Vaults are particularly important to trading precious metals because they have fewer industrial uses than the likes of copper or lead and are held mainly as a store of value. The constant trading in and out of positions, coupled with the sheer value of large quantities of the metals, mean that it is best to hold them in a vault. That is particularly so for gold because of the importance of exchange-traded funds in the sector, most of which need to sit on large quantities of physical gold to back up the investment they sell and who are required by regulators to store it with banks.

For ICBC Standard Bank, owning a vault gives an extra reason for clients to use their services while also bringing in a steady revenue from the fees holding the metals bring.

ICBC Standard Bank said on Monday that it has signed an agreement to buy the vaulting business and transfer the associated contracts, subject to consent. The deal is expected to complete in July.
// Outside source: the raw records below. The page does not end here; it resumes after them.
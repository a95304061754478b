//! Event handling for the CLI client.
//!
//! This module contains the event loop orchestrator that coordinates session
//! events, user input, autosave and UI updates.

mod handlers;
mod r#loop;

pub use r#loop::EventLoop;
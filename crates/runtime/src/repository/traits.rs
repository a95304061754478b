//! Repository contract for persisting tracker sessions.

use super::error::{RepositoryError, Result};
use super::types::SaveFile;

/// Repository for session saves, keyed by slot name.
///
/// Slots are short user-facing names (`session`, `boss-fight`) that map to a
/// single save file each. Saving to an existing slot replaces it.
pub trait SaveRepository: Send + Sync {
    /// Save a session under a slot
    fn save(&self, slot: &str, save: &SaveFile) -> Result<()>;

    /// Load the save stored in a slot, `None` if the slot is empty
    fn load(&self, slot: &str) -> Result<Option<SaveFile>>;

    /// Check if a slot holds a save
    fn exists(&self, slot: &str) -> bool;

    /// Delete a slot; deleting an empty slot is not an error
    fn delete(&self, slot: &str) -> Result<()>;

    /// List all occupied slots in name order
    fn list_slots(&self) -> Result<Vec<String>>;
}

/// Checks that a slot name is non-empty and only uses `[A-Za-z0-9_-]`.
pub fn validate_slot(slot: &str) -> Result<()> {
    let valid = !slot.is_empty()
        && slot
            .chars()
            .all(|c| c.is_ascii_alphanumeric() || c == '-' || c == '_');
    if valid {
        Ok(())
    } else {
        Err(RepositoryError::InvalidSlot(slot.to_string()))
    }
}

#[cfg(test)]
mod tests {
    use super::*;

    #[test]
    fn slot_names_are_restricted() {
        assert!(validate_slot("session").is_ok());
        assert!(validate_slot("boss-fight_2").is_ok());
        assert!(validate_slot("").is_err());
        assert!(validate_slot("../etc").is_err());
        assert!(validate_slot("two words").is_err());
    }
}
ICBC Standard Bank specializes in commodities, fixed income, currencies and equities and was formed in February 2015 when ICBC bought a 60 percent stake in Standard Bank's London-based global markets business.

Neither ICBC Standard Bank nor Barclays disclosed the financial terms of the deal.

Barclays said in January that it intended to exit from precious metals and moved the business into its non-core unit, which includes all the business it wants to sell or close.

Barclays Chief Executive Officer Jes Staley said in January that the bank was assessing "various options" to exit its precious metals business while vowing to speed up disposals from the bank's non-core unit, which houses $73 billion of toxic and otherwise unwanted assets.

Barclays' modern vault holds precious metals for pension funds, central banks, sovereign wealth funds and other investors. Most 'over-the-counter' gold and silver trading is cleared through the London market, and clearing banks provide services for clients to settle their gold and silver trades, and ultimately have to have access to reserves of physical metal.

Mark Buncombe, ICBC Standard Bank's head of commodities, said that the deal is part of its plan to become one of the largest Chinese banks in the precious metals market.

ICBC Standard Bank said last week that it had joined the London clearing system for gold, silver, platinum and palladium, the first bank to be admitted to the group since 2005.

London Precious Metals Clearing Ltd (LPMCL) operates a central electronic metal clearing hub, with deals between parties throughout the world settled and cleared in London. Other members of LPMCL are Barclays, HSBC, JP Morgan, the Bank of Nova Scotia and UBS.